**Exercise goal**
Which lines of the records contain the word "DateTime"? Show each of them.

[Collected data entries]
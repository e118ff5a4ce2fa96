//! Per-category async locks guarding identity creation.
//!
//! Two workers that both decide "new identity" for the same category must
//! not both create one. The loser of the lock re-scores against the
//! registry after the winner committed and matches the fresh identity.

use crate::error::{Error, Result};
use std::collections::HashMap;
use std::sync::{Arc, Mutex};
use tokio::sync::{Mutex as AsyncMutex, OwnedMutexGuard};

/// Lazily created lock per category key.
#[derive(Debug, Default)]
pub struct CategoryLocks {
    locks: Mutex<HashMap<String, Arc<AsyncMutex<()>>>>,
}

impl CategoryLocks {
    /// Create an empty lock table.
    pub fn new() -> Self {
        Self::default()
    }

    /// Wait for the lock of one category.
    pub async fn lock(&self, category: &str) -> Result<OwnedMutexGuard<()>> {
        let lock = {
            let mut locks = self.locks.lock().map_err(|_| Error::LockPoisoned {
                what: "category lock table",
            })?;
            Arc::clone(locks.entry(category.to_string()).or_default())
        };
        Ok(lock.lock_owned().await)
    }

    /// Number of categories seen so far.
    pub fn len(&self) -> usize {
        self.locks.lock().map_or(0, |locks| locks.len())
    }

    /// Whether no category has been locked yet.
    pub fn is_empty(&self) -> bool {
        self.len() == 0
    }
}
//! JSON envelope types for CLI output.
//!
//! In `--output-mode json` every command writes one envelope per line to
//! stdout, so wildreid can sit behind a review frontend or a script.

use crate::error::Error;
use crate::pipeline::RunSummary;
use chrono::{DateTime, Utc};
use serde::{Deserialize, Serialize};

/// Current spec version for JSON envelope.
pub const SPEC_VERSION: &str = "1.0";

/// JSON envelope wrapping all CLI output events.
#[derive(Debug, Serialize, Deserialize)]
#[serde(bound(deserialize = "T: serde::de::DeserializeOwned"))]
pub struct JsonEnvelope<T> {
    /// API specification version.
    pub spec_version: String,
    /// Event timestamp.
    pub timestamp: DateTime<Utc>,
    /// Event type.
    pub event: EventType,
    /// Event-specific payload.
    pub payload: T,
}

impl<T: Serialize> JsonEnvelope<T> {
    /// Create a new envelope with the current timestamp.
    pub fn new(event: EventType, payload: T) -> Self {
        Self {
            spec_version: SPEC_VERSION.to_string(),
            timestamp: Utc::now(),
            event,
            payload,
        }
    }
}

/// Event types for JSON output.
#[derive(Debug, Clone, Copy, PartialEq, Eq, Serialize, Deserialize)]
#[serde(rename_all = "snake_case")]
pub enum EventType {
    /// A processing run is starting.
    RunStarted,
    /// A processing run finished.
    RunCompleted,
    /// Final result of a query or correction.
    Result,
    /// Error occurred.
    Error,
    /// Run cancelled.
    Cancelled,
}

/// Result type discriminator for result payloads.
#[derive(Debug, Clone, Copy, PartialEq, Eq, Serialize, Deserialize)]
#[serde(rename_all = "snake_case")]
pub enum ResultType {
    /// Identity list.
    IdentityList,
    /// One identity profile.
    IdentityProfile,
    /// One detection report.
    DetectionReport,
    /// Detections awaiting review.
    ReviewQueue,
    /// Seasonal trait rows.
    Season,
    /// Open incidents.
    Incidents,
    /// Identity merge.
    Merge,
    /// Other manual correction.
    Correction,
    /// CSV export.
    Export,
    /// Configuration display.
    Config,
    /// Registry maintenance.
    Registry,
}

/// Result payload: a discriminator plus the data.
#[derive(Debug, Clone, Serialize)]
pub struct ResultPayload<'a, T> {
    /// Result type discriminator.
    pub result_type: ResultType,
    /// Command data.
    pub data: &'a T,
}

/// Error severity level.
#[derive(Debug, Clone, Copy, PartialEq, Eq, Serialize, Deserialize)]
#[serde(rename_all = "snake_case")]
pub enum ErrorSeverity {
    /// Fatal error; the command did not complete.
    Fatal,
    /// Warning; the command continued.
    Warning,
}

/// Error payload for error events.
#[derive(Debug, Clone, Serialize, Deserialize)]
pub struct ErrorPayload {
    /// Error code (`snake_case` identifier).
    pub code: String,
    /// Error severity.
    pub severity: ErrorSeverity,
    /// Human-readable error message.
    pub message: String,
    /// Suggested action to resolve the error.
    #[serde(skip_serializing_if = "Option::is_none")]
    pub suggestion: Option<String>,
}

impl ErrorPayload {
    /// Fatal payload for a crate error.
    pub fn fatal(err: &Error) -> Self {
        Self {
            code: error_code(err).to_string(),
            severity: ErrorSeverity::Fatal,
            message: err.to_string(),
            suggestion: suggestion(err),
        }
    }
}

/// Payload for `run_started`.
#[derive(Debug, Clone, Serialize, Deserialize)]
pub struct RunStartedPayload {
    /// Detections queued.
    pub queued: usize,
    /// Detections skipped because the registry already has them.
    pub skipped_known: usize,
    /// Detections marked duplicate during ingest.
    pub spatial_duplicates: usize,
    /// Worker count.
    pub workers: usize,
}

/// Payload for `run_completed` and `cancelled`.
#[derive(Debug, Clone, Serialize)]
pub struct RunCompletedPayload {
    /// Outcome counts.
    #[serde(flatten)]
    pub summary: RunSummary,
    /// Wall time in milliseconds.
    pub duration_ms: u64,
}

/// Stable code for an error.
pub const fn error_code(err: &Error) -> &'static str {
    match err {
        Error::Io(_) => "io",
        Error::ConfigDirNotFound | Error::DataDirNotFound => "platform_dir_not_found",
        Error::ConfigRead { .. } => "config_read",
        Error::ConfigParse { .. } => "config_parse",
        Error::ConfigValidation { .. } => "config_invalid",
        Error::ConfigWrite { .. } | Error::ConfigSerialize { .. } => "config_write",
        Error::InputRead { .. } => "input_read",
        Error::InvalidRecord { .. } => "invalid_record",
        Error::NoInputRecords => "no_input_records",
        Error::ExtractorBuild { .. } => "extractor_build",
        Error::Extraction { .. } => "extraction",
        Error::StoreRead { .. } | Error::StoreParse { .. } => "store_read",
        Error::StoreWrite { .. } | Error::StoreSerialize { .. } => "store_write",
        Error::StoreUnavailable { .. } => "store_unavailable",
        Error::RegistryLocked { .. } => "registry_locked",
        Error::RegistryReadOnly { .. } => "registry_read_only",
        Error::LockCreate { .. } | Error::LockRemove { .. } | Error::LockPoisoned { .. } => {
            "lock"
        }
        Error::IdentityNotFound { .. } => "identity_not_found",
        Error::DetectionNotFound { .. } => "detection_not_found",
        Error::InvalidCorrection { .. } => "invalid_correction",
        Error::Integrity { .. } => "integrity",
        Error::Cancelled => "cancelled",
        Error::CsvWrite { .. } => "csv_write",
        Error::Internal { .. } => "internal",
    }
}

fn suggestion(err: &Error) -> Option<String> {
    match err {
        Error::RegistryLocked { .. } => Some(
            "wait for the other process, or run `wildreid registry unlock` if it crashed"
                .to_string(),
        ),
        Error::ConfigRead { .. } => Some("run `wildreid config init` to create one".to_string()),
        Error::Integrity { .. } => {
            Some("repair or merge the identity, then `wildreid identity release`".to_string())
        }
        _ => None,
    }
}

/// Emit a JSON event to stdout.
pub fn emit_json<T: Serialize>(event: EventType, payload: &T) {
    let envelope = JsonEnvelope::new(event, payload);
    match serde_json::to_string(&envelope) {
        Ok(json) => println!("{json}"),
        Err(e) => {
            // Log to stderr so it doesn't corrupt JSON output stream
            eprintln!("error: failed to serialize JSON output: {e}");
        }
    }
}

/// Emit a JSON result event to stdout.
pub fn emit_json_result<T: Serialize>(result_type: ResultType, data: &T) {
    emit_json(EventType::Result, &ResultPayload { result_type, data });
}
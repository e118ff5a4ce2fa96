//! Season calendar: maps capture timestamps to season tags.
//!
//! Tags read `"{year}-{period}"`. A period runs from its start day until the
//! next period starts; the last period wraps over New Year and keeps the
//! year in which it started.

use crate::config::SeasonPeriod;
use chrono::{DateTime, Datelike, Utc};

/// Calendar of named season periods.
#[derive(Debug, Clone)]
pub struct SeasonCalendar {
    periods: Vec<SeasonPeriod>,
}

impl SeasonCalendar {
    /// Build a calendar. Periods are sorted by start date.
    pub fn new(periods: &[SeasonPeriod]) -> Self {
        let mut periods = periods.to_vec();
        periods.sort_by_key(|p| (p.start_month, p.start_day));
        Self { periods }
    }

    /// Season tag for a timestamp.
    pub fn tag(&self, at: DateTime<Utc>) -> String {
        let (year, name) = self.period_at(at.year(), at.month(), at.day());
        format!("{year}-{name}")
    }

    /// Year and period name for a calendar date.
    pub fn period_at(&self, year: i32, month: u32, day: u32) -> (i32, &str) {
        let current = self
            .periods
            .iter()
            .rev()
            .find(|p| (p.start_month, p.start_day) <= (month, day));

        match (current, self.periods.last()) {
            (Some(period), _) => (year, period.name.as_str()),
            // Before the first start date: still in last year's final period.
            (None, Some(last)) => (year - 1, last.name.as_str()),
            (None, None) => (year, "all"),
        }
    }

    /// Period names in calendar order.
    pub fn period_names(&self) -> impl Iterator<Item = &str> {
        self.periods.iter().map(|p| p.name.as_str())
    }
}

**Response to the task**
use chrono::{DateTime, Utc};
    pub timestamp: DateTime<Utc>,
use chrono::{DateTime, Datelike, Utc};
    pub fn tag(&self, at: DateTime<Utc>) -> String {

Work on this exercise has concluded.